Za chybiony uznać należało podniesiony w zażaleniu zarzut naruszenia art. 233 § 1 k.p.c. Przepis ten daje wyraz obowiązywaniu zasady swobodnej oceny dowodów. Ocena wiarygodności i mocy dowodów jest podstawowym zadaniem sądu orzekającego, wyrażającym istotę sądzenia, a więc rozstrzygania kwestii spornych w warunkach niezawisłości, na podstawie własnego przekonania sędziego, przy uwzględnieniu całokształtu zebranego materiału (wyrok SN z dnia 16 lutego 1996 r., II CRN 173/95, LEX nr 1635264). Normy swobodnej oceny dowodów wyznaczone są przy tym wymaganiami prawa procesowego, doświadczenia życiowego oraz regułami logicznego myślenia, według których sąd w sposób bezstronny, racjonalny i wszechstronny rozważa materiał dowodowy jako całość, dokonuje wyboru określonych środków dowodowych i ważąc ich moc oraz wiarygodność, odnosi je do pozostałego materiału dowodowego (wyrok SN z dnia 10 czerwca 1999 r., II UKN 685/98, OSNAPiUS 2000/17/655). Trzeba zaznaczyć, że choć pełnomocnik pozwanego podniósł wprost naruszenie art. 233 § 1 k.p.c., to skonkretyzowanie zarzutów w tym aspekcie w zażaleniu wskazuje, że faktycznie nie kwestionował samych okoliczności faktycznych przyjętych przez Sąd Rejonowy za podstawę orzekania, a subsumpcję tegoż stanu pod zastosowane przepisy prawa materialnego, co tylko dodatkowo potwierdza bezzasadność tych argumentów. Zażalenie nie tylko nie wskazuje, iż Sąd pierwszej instancji miałby uchybić zasadom logicznego rozumowania lub doświadczenia życiowego, ale nawet nie podaje, jakie to okoliczności faktyczne miałyby zostać ustalone w sposób wadliwy.

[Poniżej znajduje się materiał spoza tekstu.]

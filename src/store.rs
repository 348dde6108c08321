//! The two in-process adapters: `memory` (nested tree engine) and `table`
//! (flat ordered table engine). Both wrap an engine plus versioning state in
//! a registry-backed store actor, so handles opened under the same instance
//! name observe one serialized store.

use std::collections::BTreeSet;
use std::sync::Arc;

use once_cell::sync::Lazy;
use serde::{Deserialize, Serialize};

use crate::actor::ActorHandle;
use crate::adapter::{
    Adapter, CheckpointVersioning, Operation, SnapshotVersioning, VersioningClass,
};
use crate::engine::changelog::ChangeLog;
use crate::engine::flat::FlatEngine;
use crate::engine::tree::TreeEngine;
use crate::engine::versions::VersionStore;
use crate::engine::{SnapshotEntry, StoreEngine};
use crate::error::{FsError, FsResult};
use crate::meta::{
    Checkpoint, DirectoryDeleteOptions, EntryInfo, EntryKind, Visibility, VersionRecord,
    WriteOptions,
};
use crate::path::{normalize, NormalizedPath};
use crate::registry::Registry;
use crate::stream::{ChunkMode, MissingStreamBehavior, ReadStream, WriteStream, DEFAULT_CHUNK_SIZE};

fn default_versioning() -> Option<VersioningClass> {
    Some(VersioningClass::Snapshot)
}

fn default_author_name() -> String {
    "polyfs".to_string()
}

fn default_author_email() -> String {
    "polyfs@localhost".to_string()
}

fn default_chunk_size() -> usize {
    DEFAULT_CHUNK_SIZE
}
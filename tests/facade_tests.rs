use polyfs::{
    ChunkMode, ErrorClass, Filesystem, FsError, MemoryAdapter, Operation, StoreConfig,
    TableAdapter, Visibility, WriteOptions,
};

fn mem(name: &str) -> Filesystem {
    init_tracing();
    Filesystem::memory(StoreConfig::named(name)).expect("open memory store")
}

fn init_tracing() {
    let _ = tracing_subscriber::fmt()
        .with_env_filter(tracing_subscriber::EnvFilter::from_default_env())
        .with_test_writer()
        .try_init();
}

fn table(name: &str) -> Filesystem {
    Filesystem::table(StoreConfig::named(name)).expect("open table store")
}

#[test]
fn traversal_never_reaches_the_adapter() {
    let fs = mem("it-traversal");
    for raw in ["..", "../secrets", "a/../../b"] {
        let err = fs.read(raw).unwrap_err();
        assert_eq!(err.class(), ErrorClass::Invalid, "raw {raw:?}");
    }
    assert!(matches!(fs.write("/abs", b"x").unwrap_err(), FsError::AbsolutePath { .. }));
    // nothing was created along the way
    assert!(fs.list_contents(".").unwrap().is_empty());
    MemoryAdapter::drop_instance("it-traversal");
}

#[test]
fn end_to_end_walk_on_both_adapters() {
    for fs in [mem("it-walk-mem"), table("it-walk-tab")] {
        fs.write("reports/2024/q1.txt", b"draft").unwrap();
        assert!(fs.file_exists("reports").unwrap());
        assert!(fs.file_exists("reports/2024").unwrap());
        assert_eq!(fs.read("reports/2024/q1.txt").unwrap(), b"draft");

        fs.copy("reports/2024/q1.txt", "archive/q1.txt").unwrap();
        fs.rename("reports/2024/q1.txt", "reports/2024/q1-final.txt").unwrap();
        assert!(!fs.file_exists("reports/2024/q1.txt").unwrap());
        assert_eq!(fs.read("reports/2024/q1-final.txt").unwrap(), b"draft");
        assert_eq!(fs.read("archive/q1.txt").unwrap(), b"draft");

        let mut names: Vec<String> =
            fs.list_contents("reports/2024").unwrap().into_iter().map(|e| e.name).collect();
        names.sort();
        assert_eq!(names, vec!["q1-final.txt".to_string()]);

        fs.set_visibility("archive/q1.txt", Visibility::Public).unwrap();
        assert_eq!(fs.visibility("archive/q1.txt").unwrap(), Visibility::Public);

        fs.append("archive/q1.txt", b" v2").unwrap();
        assert_eq!(fs.read("archive/q1.txt").unwrap(), b"draft v2");
        let info = fs.stat("archive/q1.txt").unwrap();
        assert_eq!(info.size, 8);

        assert!(matches!(
            fs.delete_directory("reports").unwrap_err(),
            FsError::DirectoryNotEmpty { .. }
        ));
        fs.delete_directory_with("reports", &polyfs::DirectoryDeleteOptions::recursive())
            .unwrap();
        assert!(!fs.file_exists("reports").unwrap());

        fs.clear().unwrap();
        assert!(fs.list_contents(".").unwrap().is_empty());
    }
    MemoryAdapter::drop_instance("it-walk-mem");
    TableAdapter::drop_instance("it-walk-tab");
}

#[test]
fn write_options_control_visibility() {
    let fs = mem("it-write-opts");
    fs.write_with(
        "pub/data.txt",
        b"x",
        &WriteOptions {
            visibility: Some(Visibility::Public),
            directory_visibility: Some(Visibility::Public),
        },
    )
    .unwrap();
    assert_eq!(fs.visibility("pub").unwrap(), Visibility::Public);
    assert_eq!(fs.visibility("pub/data.txt").unwrap(), Visibility::Public);
    fs.write("priv/data.txt", b"x").unwrap();
    assert_eq!(fs.visibility("priv").unwrap(), Visibility::Private);
    MemoryAdapter::drop_instance("it-write-opts");
}

#[test]
fn streams_roundtrip_through_the_facade() {
    let fs = mem("it-streams");
    let mut ws = fs.write_stream("blobs/big.bin").unwrap();
    ws.push(b"Hello ");
    ws.push(b"World");
    assert!(!fs.file_exists("blobs/big.bin").unwrap());
    ws.commit().unwrap();

    let rs = fs.read_stream_with("blobs/big.bin", ChunkMode::Bytes(5)).unwrap();
    let chunks: Vec<Vec<u8>> = rs.chunks().collect();
    assert_eq!(chunks.len(), 3);
    assert_eq!(chunks.concat(), b"Hello World");
    assert!(rs.contains(b"Hello".as_slice()));

    // a cancelled stream leaves no trace
    let mut ws = fs.write_stream("blobs/tmp.bin").unwrap();
    ws.push(b"partial");
    ws.cancel();
    assert!(!fs.file_exists("blobs/tmp.bin").unwrap());
    MemoryAdapter::drop_instance("it-streams");
}

#[test]
fn default_chunking_follows_the_store_config() {
    let mut cfg = StoreConfig::named("it-chunk-cfg");
    cfg.chunk_size = 4;
    let fs = Filesystem::memory(cfg).unwrap();
    fs.write("f.bin", b"123456789").unwrap();
    assert_eq!(fs.read_stream("f.bin").unwrap().len_chunks(), 3);
    MemoryAdapter::drop_instance("it-chunk-cfg");
}

#[test]
fn copy_between_adapters_moves_bytes_across_backends() {
    let src = mem("it-between-src");
    let dst = table("it-between-dst");
    src.write("docs/a.txt", b"cross-store").unwrap();
    src.copy_between(&dst, "docs/a.txt", "imported/a.txt").unwrap();
    assert_eq!(dst.read("imported/a.txt").unwrap(), b"cross-store");
    // source is untouched
    assert_eq!(src.read("docs/a.txt").unwrap(), b"cross-store");
    assert!(src.copy_between(&dst, "missing.txt", "x").unwrap_err().is_not_found());
    MemoryAdapter::drop_instance("it-between-src");
    TableAdapter::drop_instance("it-between-dst");
}

#[test]
fn same_instance_name_shares_one_store() {
    let a = mem("it-shared");
    let b = mem("it-shared");
    a.write("shared.txt", b"from a").unwrap();
    assert_eq!(b.read("shared.txt").unwrap(), b"from a");
    MemoryAdapter::drop_instance("it-shared");
}

#[test]
fn capability_negotiation_is_typed() {
    let fs = mem("it-caps");
    assert!(fs.supports(Operation::Write));
    assert!(fs.supports(Operation::WriteVersion));
    assert!(!fs.supports(Operation::Commit));
    // asking for the other versioning class fails before dispatch
    let err = fs.revisions(None, None).unwrap_err();
    assert!(matches!(
        err,
        FsError::UnsupportedOperation { operation: Operation::Revisions, .. }
    ));

    let unversioned =
        Filesystem::memory(StoreConfig::named("it-caps-none").with_versioning(None)).unwrap();
    assert!(!unversioned.supports(Operation::WriteVersion));
    assert!(unversioned.write_version("a", b"x").is_err());
    MemoryAdapter::drop_instance("it-caps");
    MemoryAdapter::drop_instance("it-caps-none");
}

#[test]
fn random_binary_payloads_roundtrip_intact() -> anyhow::Result<()> {
    use rand::{Rng, SeedableRng};
    let fs = table("it-random");
    let mut rng = rand::rngs::StdRng::seed_from_u64(0x706f6c79);
    for i in 0..8 {
        let len = rng.gen_range(0..16 * 1024);
        let payload: Vec<u8> = (0..len).map(|_| rng.gen()).collect();
        let path = format!("blobs/{i}.bin");
        fs.write(&path, &payload)?;
        assert_eq!(fs.read(&path)?, payload);
        let streamed: Vec<u8> =
            fs.read_stream_with(&path, ChunkMode::Bytes(777))?.chunks().flatten().collect();
        assert_eq!(streamed, payload);
    }
    TableAdapter::drop_instance("it-random");
    Ok(())
}

#[test]
fn concurrent_writers_never_tear_state() {
    let fs = mem("it-concurrent");
    let mut joins = Vec::new();
    for t in 0..4 {
        let fs = fs.clone();
        joins.push(std::thread::spawn(move || {
            for i in 0..25 {
                fs.write(&format!("t{t}/f{i}.txt"), format!("{t}:{i}").as_bytes()).unwrap();
                fs.write("contended.txt", format!("{t}:{i}").as_bytes()).unwrap();
            }
        }));
    }
    for j in joins {
        j.join().unwrap();
    }
    for t in 0..4 {
        assert_eq!(fs.list_contents(&format!("t{t}")).unwrap().len(), 25);
    }
    // last-writer-wins: content is exactly one of the written values
    let last = fs.read("contended.txt").unwrap();
    let s = String::from_utf8(last).unwrap();
    let (t, i) = s.split_once(':').unwrap();
    assert!(t.parse::<u32>().unwrap() < 4);
    assert!(i.parse::<u32>().unwrap() < 25);
    MemoryAdapter::drop_instance("it-concurrent");
}
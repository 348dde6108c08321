pub mod adapter;
pub mod engine;
pub mod error;
pub mod fs;
pub mod meta;
pub mod path;
pub mod registry;
pub mod store;
pub mod stream;

mod actor;

pub use adapter::{
    supported_operations, versioning_supported, Adapter, CheckpointVersioning, Operation,
    SnapshotVersioning, VersioningClass,
};
pub use error::{ErrorClass, FsError, FsResult};
pub use fs::Filesystem;
pub use meta::{
    Checkpoint, DirectoryDeleteOptions, EntryInfo, EntryKind, Metadata, Visibility,
    VersionRecord, WriteOptions,
};
pub use path::{normalize, NormalizedPath};
pub use store::{MemoryAdapter, StoreConfig, TableAdapter};
pub use stream::{ChunkMode, MissingStreamBehavior, ReadStream, WriteStream};
//! Hierarchical store engines: the reference semantics for path-indexed
//! storage, realized twice — a nested tree of maps (`tree`) and a flat
//! ordered table keyed by full path (`flat`). Both satisfy the same
//! observable contract; adapters pick a representation, never new semantics.

pub mod changelog;
pub mod flat;
pub mod tree;
pub mod versions;

use serde::{Deserialize, Serialize};

use crate::error::FsResult;
use crate::meta::{DirectoryDeleteOptions, EntryInfo, EntryKind, Metadata, Visibility, WriteOptions};
use crate::path::NormalizedPath;

/// One node of a full-tree export, used by checkpoint snapshots and bulk
/// restore. Paths are in joined normalized form; the root is implicit and
/// never exported.
#[derive(Debug, Clone, PartialEq, Eq, Serialize, Deserialize)]
pub struct SnapshotEntry {
    pub path: String,
    pub kind: EntryKind,
    /// File content; `None` for directories.
    #[serde(default)]
    pub content: Option<Vec<u8>>,
    pub metadata: Metadata,
}

/// Single-threaded store semantics. All paths arrive normalized; engines are
/// owned by one serializing actor, so no method needs internal locking.
///
/// Contract highlights (uniform across representations):
/// - `write` replaces wholesale and auto-materializes missing ancestors with
///   the directory visibility (default private);
/// - `delete` of an absent file succeeds;
/// - subtree operations match on segment boundaries only, so `foo` never
///   captures a sibling `foobar`;
/// - exactly one root directory always exists and is never created/deleted.
pub trait StoreEngine: Send + 'static {
    const NAME: &'static str;

    fn new(default_visibility: Visibility) -> Self
    where
        Self: Sized;

    fn write(&mut self, path: &NormalizedPath, contents: &[u8], opts: &WriteOptions)
        -> FsResult<()>;
    fn read(&self, path: &NormalizedPath) -> FsResult<Vec<u8>>;
    fn delete(&mut self, path: &NormalizedPath) -> FsResult<()>;
    fn rename(
        &mut self,
        src: &NormalizedPath,
        dst: &NormalizedPath,
        opts: &WriteOptions,
    ) -> FsResult<()>;
    fn copy(
        &mut self,
        src: &NormalizedPath,
        dst: &NormalizedPath,
        opts: &WriteOptions,
    ) -> FsResult<()>;
    fn file_exists(&self, path: &NormalizedPath) -> FsResult<bool>;
    fn list_contents(&self, path: &NormalizedPath) -> FsResult<Vec<EntryInfo>>;
    fn create_directory(&mut self, path: &NormalizedPath, opts: &WriteOptions) -> FsResult<()>;
    fn delete_directory(
        &mut self,
        path: &NormalizedPath,
        opts: &DirectoryDeleteOptions,
    ) -> FsResult<()>;
    fn clear(&mut self);
    fn set_visibility(&mut self, path: &NormalizedPath, visibility: Visibility) -> FsResult<()>;
    fn visibility(&self, path: &NormalizedPath) -> FsResult<Visibility>;
    fn stat(&self, path: &NormalizedPath) -> FsResult<EntryInfo>;
    fn access(&self, path: &NormalizedPath) -> FsResult<()>;
    fn append(&mut self, path: &NormalizedPath, contents: &[u8]) -> FsResult<()>;
    fn truncate(&mut self, path: &NormalizedPath, len: u64) -> FsResult<()>;
    fn utime(&mut self, path: &NormalizedPath, mtime: i64) -> FsResult<()>;

    /// Full-tree export for checkpoint snapshots (files and explicit
    /// directories, root excluded).
    fn export_entries(&self) -> Vec<SnapshotEntry>;
    /// Replace the whole store with a previously exported snapshot.
    fn import_entries(&mut self, entries: &[SnapshotEntry]) -> FsResult<()>;
}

Nietrafny okazał się również zarzut naruszenia prawa materialnego. Stosownie do art. 10 p.u., upadłość ogłasza się w stosunku do dłużnika, który stał się niewypłacalny. Dłużnik jest niewypłacalny, jeżeli utracił zdolność do wykonywania swoich wymagalnych zobowiązań pieniężnych (art. 11 ust. 1 p.u.).

Nie każda trudna sytuacja materialna osoby fizycznej uzasadnia złożenie wniosku o ogłoszenie upadłości, a jedynie taka, która wiąże się ze stanem niewypłacalności, a więc okolicznościami, w których nie wykonuje ona swoich wymagalnych zobowiązań. Wymagalność należy rozumieć, jako możliwość prawnie skutecznego zażądania przez wierzyciela, by dłużnik spełnił świadczenie, która to chwila będzie wynikać z ustalonego terminu spełnienia świadczenia lub będzie następstwem wezwania dłużnika do wykonania zobowiązania (art. 455 k.c.). W tym kontekście należy w pełni podzielić stanowisko Sądu Rejonowego, iż S. W. nie jest niewypłacalna. Niewystarczające jest bowiem, aby dłużnik posiadał jakiekolwiek zobowiązania pieniężne, jak to niewątpliwie ma miejsce w niniejszej sprawie, ale warunkiem koniecznym jest, aby nie wykonywał tych z nich, które są wymagalne. Słusznie w tej kwestii stwierdził Sąd Rejonowy, co przyznała przecież sama dłużniczka, że jej zobowiązania wobec wierzycieli są regularnie i terminowo spłacane w wysokości określonej w umowie i decyzji o rozłożeniu na raty i nie ma ona żadnych zaległości w spłacie. Wnosząc o ogłoszenie upadłości wskazywała na brak dochodów i majątku, jednakże okoliczności te nie stanowią samoistnej podstawy do ogłoszenia upadłości, na co błędnie zdaje się wskazywać zażalenie.

Sytuacja S. W. nie jest przy tym wcale tak zła, jak stara się wykazać początkowo we wniosku, a aktualnie w zażaleniu. Jest ona przecież osobą młodą, zdrową i mogącą bez jakichkolwiek problemów znaleźć i podjąć zatrudnienie, nawet w pełnym wymiarze czasu pracy, co dla osoby chętnej, w aktualnym stanie na rynku pracy, nie powinno stanowić większego kłopotu. Przeszkodą dla aktywności zawodowej dłużniczki nie mogą być jej dzieci, które przecież uczęszczają do przedszkola i szkoły, a dużej pomocy w opiece nad nimi udziela S. W. jej matka. Cały czas podnosi ona swe kwalifikacje, korzysta bezpłatnie z mieszkania i samochodu należącego do rodziców, którzy jednocześnie udzielają jej wsparcia zarówno w wydatkach związanych z codziennym funkcjonowaniem, jak i spłatą zobowiązań. Istotne, że choć w toku wysłuchania wskazywała ona, że zarabia około 200,00 zł miesięcznie, to jest to zupełnie nieprzekonujące, choćby w kontekście jej twierdzeń w toku procesu o rozwód, kiedy to w dniu 29 stycznia 2018 r. wskazała w toku przesłuchania, że dorabia 600,00-700,00 zł miesięcznie. W ocenie Sądu Okręgowego kwota ta jest zdecydowanie wyższa, a dłużniczka w sposób nieprzekonujący próbuje umniejszać uzyskiwane dochody. Nie może budzić w tym kontekście jakichkolwiek wątpliwości, iż S. W. wykonuje aktualnie wymagalne należności pieniężne, a jej sytuacja życiowa potwierdza, iż z pewnością nie utraciła zdolności do ich wykonywania.

Z uwagi na powyższe, Sąd Okręgowy oddalił zażalenie orzekając na zasadzie art. 385 k.p.c. w zw. z art. 397 § 2 k.p.c. w zw. z art. 35 ustawy Prawo upadłościowe.